There are three main reasons the evidence for what works in change management is scant and poor.

  1. The first is that much of the research is driven by vendors and so open to – well, let's call it bias. They have a product to sell and they do their best to sell it.
  2. The second is that even when both vendors and academics have a genuine interest in investigating what works in successfully driving organizational change they can struggle to get hold of the data they need from companies. Things like performance ratings. Some firms just don't want to share it, others may be interested in theory, but then personnel may change and getting approval or access can be difficult.
  3. The final reason is that most firms are not interested in looking at what works in driving organizational change for themselves. They tend instead to be focused on just single change initiatives and making sure that they work. For the individual senior or mid-level leader running a particular change project, there is little to be gained from figuring out learning for future initiatives. They just need to make sure this one works. Or at least that it doesn't go horribly wrong, anyway.

If the success rates of organizational change initiatives are to improve, though, something has to change. Because we need more and better information about what works and what doesn't. And the only way that that can start happening is if firms start doing one of two things. Either they start partnering with vendors or academics and properly sharing their data, so that the vendors or academics can do the research. Or, firms need to stop looking at this perennial problem with such a short-term, single-initiative focus, and start building up a reliable body of knowledge about what works for themselves.

In other words, they need to stop relying on academics and business schools being the experts in change and start becoming the experts themselves.
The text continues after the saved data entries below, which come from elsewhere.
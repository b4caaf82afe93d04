//! # OMMS API
//!
//! The API crate provides the web server implementation for the OMMS
//! medical management backend. It defines RESTful endpoints for
//! appointment booking, medical records, the pharmacy stock ledger,
//! reporting, and authentication.
//!
//! ## Architecture
//!
//! This crate follows a layered architecture:
//!
//! - **Routes**: Define API endpoints and URL structure
//! - **Handlers**: Implement request processing logic
//! - **Middleware**: Provide cross-cutting concerns like authentication and error handling
//! - **Config**: Handle environment and application configuration
//!
//! The API uses Axum as the web framework and SQLx for database interactions.
//! Every response is wrapped in the uniform `{code, message, data}` envelope.

/// Configuration module for API settings
pub mod config;
/// Request handlers that implement business logic
pub mod handlers;
/// Middleware for authentication and error handling
pub mod middleware;
/// Route definitions and API endpoint structure
pub mod routes;

use std::sync::Arc;

use axum::Router;
use eyre::Result;
use sqlx::PgPool;
use tokio::net::TcpListener;
use tracing::info;
use tracing_subscriber::FmtSubscriber;

/// Shared application state that is accessible to all request handlers
///
/// This struct encapsulates dependencies that are shared across the
/// application: the database connection pool and the token signing
/// configuration. It is injected at the composition root; no handler
/// reaches for process-wide globals.
pub struct ApiState {
    /// PostgreSQL connection pool for database operations
    pub db_pool: PgPool,
    /// HS256 secret used to sign and verify access tokens
    pub jwt_secret: String,
    /// Access token lifetime in minutes
    pub token_expire_minutes: i64,
}

/// Starts the API server with the provided configuration and database connection
///
/// This function initializes logging, builds the router with all route
/// groups, applies the CORS and timeout layers, and starts the HTTP
/// server.
pub async fn start_server(config: config::ApiConfig, db_pool: PgPool) -> Result<()> {
    // Initialize tracing for logging
    let subscriber = FmtSubscriber::builder()
        .with_max_level(config.log_level)
        .finish();
    tracing::subscriber::set_global_default(subscriber)?;

    // Create shared state with dependencies
    let state = Arc::new(ApiState {
        db_pool,
        jwt_secret: config.jwt_secret.clone(),
        token_expire_minutes: config.token_expire_minutes,
    });

    // Build the application router with all routes
    let app = Router::new()
        // Health check endpoints
        .merge(routes::health::routes())
        // Authentication endpoints
        .merge(routes::auth::routes())
        // Appointment booking endpoints
        .merge(routes::appointments::routes())
        // Department management endpoints
        .merge(routes::departments::routes())
        // Doctor management endpoints
        .merge(routes::doctors::routes())
        // Schedule listing endpoints
        .merge(routes::schedules::routes())
        // Medical record endpoints
        .merge(routes::records::routes())
        // Pharmacy and stock ledger endpoints
        .merge(routes::pharmacy::routes())
        // Reporting endpoints
        .merge(routes::reports::routes())
        // Attach shared state to all routes
        .with_state(state);

    // Apply CORS configuration if origins are specified
    let app = if let Some(origins) = &config.cors_origins {
        let cors = tower_http::cors::CorsLayer::new()
            .allow_methods([
                axum::http::Method::GET,
                axum::http::Method::POST,
                axum::http::Method::PUT,
                axum::http::Method::PATCH,
                axum::http::Method::DELETE,
                axum::http::Method::OPTIONS,
            ])
            .allow_headers([
                axum::http::header::CONTENT_TYPE,
                axum::http::header::AUTHORIZATION,
                axum::http::header::ACCEPT,
            ])
            .allow_origin(
                origins
                    .iter()
                    .map(|origin| origin.parse().unwrap())
                    .collect::<Vec<_>>(),
            )
            .allow_credentials(true);

        app.layer(cors)
    } else {
        app
    };

    // Add request timeout middleware
    let app = app.layer(tower_http::timeout::TimeoutLayer::new(
        std::time::Duration::from_secs(config.request_timeout),
    ));

    // Start the HTTP server
    let addr = config.server_addr();
    let listener = TcpListener::bind(&addr).await?;
    info!("Server listening on http://{}", addr);
    axum::serve(listener, app).await?;

    Ok(())
}
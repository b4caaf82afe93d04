//! Shared temporal parsing and formatting.
//!
//! All temporal values are normalized to chrono types at the data-access
//! boundary and rendered through these helpers, so every endpoint speaks
//! the same wire formats: `YYYY-MM-DD HH:MM:SS` for timestamps,
//! `YYYY-MM-DD` for dates, `HH:MM` for schedule times.

use chrono::{NaiveDate, NaiveDateTime, NaiveTime};

use crate::errors::{OmmsError, OmmsResult};

pub const DATETIME_FMT: &str = "%Y-%m-%d %H:%M:%S";
pub const DATETIME_MINUTE_FMT: &str = "%Y-%m-%d %H:%M";
pub const DATE_FMT: &str = "%Y-%m-%d";
pub const TIME_FMT: &str = "%H:%M";

pub fn parse_datetime(value: &str) -> OmmsResult<NaiveDateTime> {
    NaiveDateTime::parse_from_str(value, DATETIME_FMT)
        .map_err(|_| OmmsError::Validation("时间格式非法".to_string()))
}

pub fn parse_datetime_minute(value: &str) -> OmmsResult<NaiveDateTime> {
    NaiveDateTime::parse_from_str(value, DATETIME_MINUTE_FMT)
        .map_err(|_| OmmsError::Validation("时间格式非法".to_string()))
}

pub fn parse_date(value: &str) -> OmmsResult<NaiveDate> {
    NaiveDate::parse_from_str(value, DATE_FMT)
        .map_err(|_| OmmsError::Validation("日期格式错误".to_string()))
}

/// Parses a `YYYY-MM` month into its first day.
pub fn parse_month(value: &str) -> OmmsResult<NaiveDate> {
    NaiveDate::parse_from_str(&format!("{value}-01"), DATE_FMT)
        .map_err(|_| OmmsError::Validation("月份格式错误".to_string()))
}

/// First day of the month after `month_start`.
pub fn next_month(month_start: NaiveDate) -> NaiveDate {
    let (y, m) = (
        chrono::Datelike::year(&month_start),
        chrono::Datelike::month(&month_start),
    );
    if m == 12 {
        NaiveDate::from_ymd_opt(y + 1, 1, 1).expect("valid date")
    } else {
        NaiveDate::from_ymd_opt(y, m + 1, 1).expect("valid date")
    }
}

pub fn fmt_datetime(value: NaiveDateTime) -> String {
    value.format(DATETIME_FMT).to_string()
}

pub fn fmt_datetime_minute(value: NaiveDateTime) -> String {
    value.format(DATETIME_MINUTE_FMT).to_string()
}

pub fn fmt_date(value: NaiveDate) -> String {
    value.format(DATE_FMT).to_string()
}

pub fn fmt_time(value: NaiveTime) -> String {
    value.format(TIME_FMT).to_string()
}

/// Combines a schedule's work date with one of its boundary times.
pub fn compose(date: NaiveDate, time: NaiveTime) -> NaiveDateTime {
    date.and_time(time)
}
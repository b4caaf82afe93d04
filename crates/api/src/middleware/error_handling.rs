//! # Error Handling Middleware
//!
//! This module provides a standardized way to handle errors in the OMMS
//! API. It maps domain-specific errors to HTTP status codes and renders
//! them through the same `{code, message, data}` envelope successful
//! responses use, so clients can branch on the body alone.

use axum::{
    http::StatusCode,
    response::{IntoResponse, Response},
    Json,
};
use omms_core::{errors::OmmsError, response::Envelope};
use serde_json::Value;

/// Application error wrapper that provides HTTP status code mapping
///
/// `AppError` wraps domain-specific `OmmsError` instances and implements
/// `IntoResponse` to convert them into envelope responses whose `code`
/// mirrors the HTTP status.
#[derive(Debug)]
pub struct AppError(pub OmmsError);

/// Converts application errors to HTTP responses
impl IntoResponse for AppError {
    fn into_response(self) -> Response {
        let code = self.0.code();
        let status =
            StatusCode::from_u16(code).unwrap_or(StatusCode::INTERNAL_SERVER_ERROR);

        // Infrastructure failures carry detail the client must not see;
        // log them here and send the masked message.
        if let OmmsError::Database(report) = &self.0 {
            tracing::error!("database error: {report:?}");
        }

        let body = Json(Envelope::<Value>::err(code, self.0.client_message()));

        (status, body).into_response()
    }
}

/// Automatic conversion from OmmsError to AppError
///
/// This implementation allows using `?` operator with functions that return
/// `Result<T, OmmsError>` in handler functions that return `Result<T, AppError>`.
impl From<OmmsError> for AppError {
    fn from(err: OmmsError) -> Self {
        AppError(err)
    }
}

/// Automatic conversion from eyre::Report to AppError
///
/// Allows `?` on repository calls returning `eyre::Result`; the report is
/// wrapped as a database error.
impl From<eyre::Report> for AppError {
    fn from(err: eyre::Report) -> Self {
        AppError(OmmsError::Database(err))
    }
}

/// Maps an OmmsError to an HTTP response.
pub fn map_error(err: OmmsError) -> Response {
    AppError(err).into_response()
}
//! Stock ledger tests driven through mock repositories: the sufficiency
//! check always precedes the debit, and a shortfall leaves the running
//! total untouched.

use mockall::predicate;

use omms_api::middleware::error_handling::AppError;
use omms_core::errors::OmmsError;
use omms_core::models::pharmacy::validate_prescription_transition;
use omms_db::mock::repositories::{MockPrescriptionRepo, MockStockRepo};
use omms_db::models::{DbMedicineStock, DbPrescription, DbPrescriptionItem};

fn stock(medicine_id: i64, current_stock: i32) -> DbMedicineStock {
    DbMedicineStock {
        stock_id: 1,
        medicine_id,
        current_stock,
        last_stock_in_time: None,
        last_stock_out_time: None,
        created_at: None,
        updated_at: None,
    }
}

fn prescription(id: &str, status: &str) -> DbPrescription {
    DbPrescription {
        id: id.to_string(),
        patient: "张三".to_string(),
        department: "内科".to_string(),
        doctor: "李四".to_string(),
        created_at: None,
        status: status.to_string(),
    }
}

fn item(prescription_id: &str, medicine_id: i64, qty: i32) -> DbPrescriptionItem {
    DbPrescriptionItem {
        id: 1,
        prescription_id: prescription_id.to_string(),
        medicine_id,
        name: Some("对乙酰氨基酚".to_string()),
        qty,
        unit: Some("盒".to_string()),
        price: 12.5,
    }
}

/// The outbound-movement decision sequence against the mock repository.
async fn dispatch(
    repo: &MockStockRepo,
    medicine_id: i64,
    quantity: i32,
) -> Result<(), AppError> {
    if quantity <= 0 {
        return Err(AppError(OmmsError::Validation("数量必须大于0".to_string())));
    }

    let stock = repo.lock_stock(medicine_id).await?;
    let sufficient = stock.as_ref().is_some_and(|s| s.current_stock >= quantity);
    if !sufficient {
        return Err(AppError(OmmsError::Validation("库存不足".to_string())));
    }

    repo.deduct_stock(medicine_id, quantity).await?;
    Ok(())
}

#[tokio::test]
async fn test_dispatch_rejects_insufficient_stock_without_debit() {
    let mut repo = MockStockRepo::new();

    // current_stock = 10, requested 15
    repo.expect_lock_stock()
        .with(predicate::eq(1))
        .returning(|id| Ok(Some(stock(id, 10))));
    repo.expect_deduct_stock().times(0);

    let result = dispatch(&repo, 1, 15).await;

    match result.unwrap_err().0 {
        OmmsError::Validation(m) => assert_eq!(m, "库存不足"),
        e => panic!("Expected Validation error, got: {:?}", e),
    }
}

#[tokio::test]
async fn test_dispatch_debits_exact_quantity() {
    let mut repo = MockStockRepo::new();

    repo.expect_lock_stock()
        .with(predicate::eq(1))
        .returning(|id| Ok(Some(stock(id, 10))));
    repo.expect_deduct_stock()
        .with(predicate::eq(1), predicate::eq(5))
        .times(1)
        .returning(|_, _| Ok(()));

    dispatch(&repo, 1, 5).await.expect("dispatch should succeed");
}

#[tokio::test]
async fn test_dispatch_rejects_non_positive_quantity() {
    let mut repo = MockStockRepo::new();
    repo.expect_lock_stock().times(0);
    repo.expect_deduct_stock().times(0);

    let result = dispatch(&repo, 1, 0).await;

    match result.unwrap_err().0 {
        OmmsError::Validation(m) => assert_eq!(m, "数量必须大于0"),
        e => panic!("Expected Validation error, got: {:?}", e),
    }
}

#[tokio::test]
async fn test_dispatch_rejects_medicine_without_stock_row() {
    let mut repo = MockStockRepo::new();

    repo.expect_lock_stock().returning(|_| Ok(None));
    repo.expect_deduct_stock().times(0);

    let result = dispatch(&repo, 9, 1).await;

    match result.unwrap_err().0 {
        OmmsError::Validation(m) => assert_eq!(m, "库存不足"),
        e => panic!("Expected Validation error, got: {:?}", e),
    }
}

/// The dispense decision sequence: a locked prescription, the transition
/// guard, then per-item sufficiency checks stopping at the first
/// shortfall.
async fn dispense(
    prescriptions: &MockPrescriptionRepo,
    stocks: &MockStockRepo,
    pid: &str,
) -> Result<DbPrescription, AppError> {
    let current = prescriptions
        .lock_prescription(pid.to_string())
        .await?
        .ok_or_else(|| AppError(OmmsError::NotFound("处方不存在".to_string())))?;

    validate_prescription_transition(&current.status, "dispensed")?;

    let updated = prescriptions
        .set_status(pid.to_string(), "dispensed".to_string())
        .await?;

    for item in prescriptions.get_items(pid.to_string()).await? {
        let stock = stocks.lock_stock(item.medicine_id).await?;
        let sufficient = stock.as_ref().is_some_and(|s| s.current_stock >= item.qty);
        if !sufficient {
            return Err(AppError(OmmsError::Validation(format!(
                "库存不足: {}",
                item.name.unwrap_or_default()
            ))));
        }
        stocks.deduct_stock(item.medicine_id, item.qty).await?;
    }

    Ok(updated)
}

#[tokio::test]
async fn test_dispense_debits_each_line_item() {
    let mut prescriptions = MockPrescriptionRepo::new();
    let mut stocks = MockStockRepo::new();

    prescriptions
        .expect_lock_prescription()
        .returning(|id| Ok(Some(prescription(&id, "approved"))));
    prescriptions
        .expect_set_status()
        .times(1)
        .returning(|id, status| {
            let mut p = prescription(&id, "approved");
            p.status = status;
            Ok(p)
        });
    prescriptions
        .expect_get_items()
        .returning(|pid| Ok(vec![item(&pid, 1, 2), item(&pid, 2, 1)]));

    stocks
        .expect_lock_stock()
        .returning(|id| Ok(Some(stock(id, 10))));
    stocks
        .expect_deduct_stock()
        .times(2)
        .returning(|_, _| Ok(()));

    let updated = dispense(&prescriptions, &stocks, "P-1001")
        .await
        .expect("dispense should succeed");
    assert_eq!(updated.status, "dispensed");
}

#[tokio::test]
async fn test_dispense_stops_at_first_insufficient_item() {
    let mut prescriptions = MockPrescriptionRepo::new();
    let mut stocks = MockStockRepo::new();

    prescriptions
        .expect_lock_prescription()
        .returning(|id| Ok(Some(prescription(&id, "approved"))));
    prescriptions
        .expect_set_status()
        .returning(|id, status| {
            let mut p = prescription(&id, "approved");
            p.status = status;
            Ok(p)
        });
    prescriptions
        .expect_get_items()
        .returning(|pid| Ok(vec![item(&pid, 1, 20)]));

    stocks
        .expect_lock_stock()
        .returning(|id| Ok(Some(stock(id, 10))));
    stocks.expect_deduct_stock().times(0);

    let result = dispense(&prescriptions, &stocks, "P-1002").await;

    match result.unwrap_err().0 {
        OmmsError::Validation(m) => assert_eq!(m, "库存不足: 对乙酰氨基酚"),
        e => panic!("Expected Validation error, got: {:?}", e),
    }
}

#[tokio::test]
async fn test_dispense_rejects_pending_prescription() {
    let mut prescriptions = MockPrescriptionRepo::new();
    let stocks = MockStockRepo::new();

    // pending may not skip straight to dispensed
    prescriptions
        .expect_lock_prescription()
        .returning(|id| Ok(Some(prescription(&id, "pending"))));
    prescriptions.expect_set_status().times(0);

    let result = dispense(&prescriptions, &stocks, "P-1003").await;

    match result.unwrap_err().0 {
        OmmsError::Validation(m) => assert_eq!(m, "非法状态流转"),
        e => panic!("Expected Validation error, got: {:?}", e),
    }
}

#[tokio::test]
async fn test_dispense_missing_prescription_is_not_found() {
    let mut prescriptions = MockPrescriptionRepo::new();
    let stocks = MockStockRepo::new();

    prescriptions
        .expect_lock_prescription()
        .returning(|_| Ok(None));

    let result = dispense(&prescriptions, &stocks, "P-9999").await;

    match result.unwrap_err().0 {
        OmmsError::NotFound(m) => assert_eq!(m, "处方不存在"),
        e => panic!("Expected NotFound error, got: {:?}", e),
    }
}
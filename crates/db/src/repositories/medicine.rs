use crate::models::{DbMedicine, DbMedicineStock};
use eyre::Result;
use sqlx::{Pool, Postgres};

const MEDICINE_COLUMNS: &str = "medicine_id, medicine_name, specification, dosage_form, \
     manufacturer, unit, price, warning_stock, created_at, updated_at";

pub async fn list_medicines(
    pool: &Pool<Postgres>,
    offset: i64,
    limit: i64,
) -> Result<Vec<DbMedicine>> {
    let medicines = sqlx::query_as::<_, DbMedicine>(&format!(
        r#"
        SELECT {MEDICINE_COLUMNS}
        FROM medicines
        ORDER BY medicine_id
        OFFSET $1 LIMIT $2
        "#,
    ))
    .bind(offset)
    .bind(limit)
    .fetch_all(pool)
    .await?;

    Ok(medicines)
}

pub async fn count_medicines(pool: &Pool<Postgres>) -> Result<i64> {
    let total = sqlx::query_scalar::<_, i64>("SELECT COUNT(*) FROM medicines")
        .fetch_one(pool)
        .await?;

    Ok(total)
}

pub async fn get_medicine_by_id(
    pool: &Pool<Postgres>,
    medicine_id: i64,
) -> Result<Option<DbMedicine>> {
    let medicine = sqlx::query_as::<_, DbMedicine>(&format!(
        r#"
        SELECT {MEDICINE_COLUMNS}
        FROM medicines
        WHERE medicine_id = $1
        "#,
    ))
    .bind(medicine_id)
    .fetch_optional(pool)
    .await?;

    Ok(medicine)
}

pub async fn get_medicines_by_ids(
    pool: &Pool<Postgres>,
    medicine_ids: &[i64],
) -> Result<Vec<DbMedicine>> {
    let medicines = sqlx::query_as::<_, DbMedicine>(&format!(
        r#"
        SELECT {MEDICINE_COLUMNS}
        FROM medicines
        WHERE medicine_id = ANY($1)
        "#,
    ))
    .bind(medicine_ids)
    .fetch_all(pool)
    .await?;

    Ok(medicines)
}

pub async fn get_stocks_by_medicine_ids(
    pool: &Pool<Postgres>,
    medicine_ids: &[i64],
) -> Result<Vec<DbMedicineStock>> {
    let stocks = sqlx::query_as::<_, DbMedicineStock>(
        r#"
        SELECT stock_id, medicine_id, current_stock, last_stock_in_time, last_stock_out_time,
               created_at, updated_at
        FROM medicine_stocks
        WHERE medicine_id = ANY($1)
        "#,
    )
    .bind(medicine_ids)
    .fetch_all(pool)
    .await?;

    Ok(stocks)
}
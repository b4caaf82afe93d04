use axum::{
    routing::{delete, get, post, put},
    Router,
};
use std::sync::Arc;

use crate::{handlers, ApiState};

pub fn routes() -> Router<Arc<ApiState>> {
    Router::new()
        .route(
            "/api/departments",
            get(handlers::departments::list_departments),
        )
        .route(
            "/api/departments",
            post(handlers::departments::create_department),
        )
        .route(
            "/api/departments/:id",
            get(handlers::departments::get_department),
        )
        .route(
            "/api/departments/:id",
            put(handlers::departments::update_department),
        )
        .route(
            "/api/departments/:id",
            delete(handlers::departments::delete_department),
        )
}
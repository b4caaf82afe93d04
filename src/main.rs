use color_eyre::eyre::Result;
use dotenv::dotenv;
use omms_api::config::ApiConfig;
use omms_db::{create_pool, schema::initialize_database};

#[tokio::main]
async fn main() -> Result<()> {
    // Initialize error handling
    color_eyre::install()?;

    // Load environment variables
    dotenv().ok();

    // Load configuration
    let config = ApiConfig::from_env()?;

    // Create database connection pool
    let db_pool = create_pool(&config.database_url).await?;

    // Initialize database schema
    initialize_database(&db_pool).await?;

    // Start API server
    omms_api::start_server(config, db_pool).await?;

    Ok(())
}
Many firms already tip-toe in this direction to some degree – but I'm talking about something more than a single 'Lessons Learned' slide at the end of a project summary presentation. The question, I guess, is what and how….without incurring significant extra cost or requiring extra headcount? The good news is that it is do-able and doesn't need to be complex. The specifics are a story for another day. The point here is that the key ingredient you need and key thing missing from too many firms is the will to do it in the first place.


* Eric Barends, E., Janssen, B. Have, W., Have, S., (2014). Effects of Change Interventions: What Kind of Evidence Do We Really Have? Journal of Applied Behavioral Science. 50 (1), 5-27.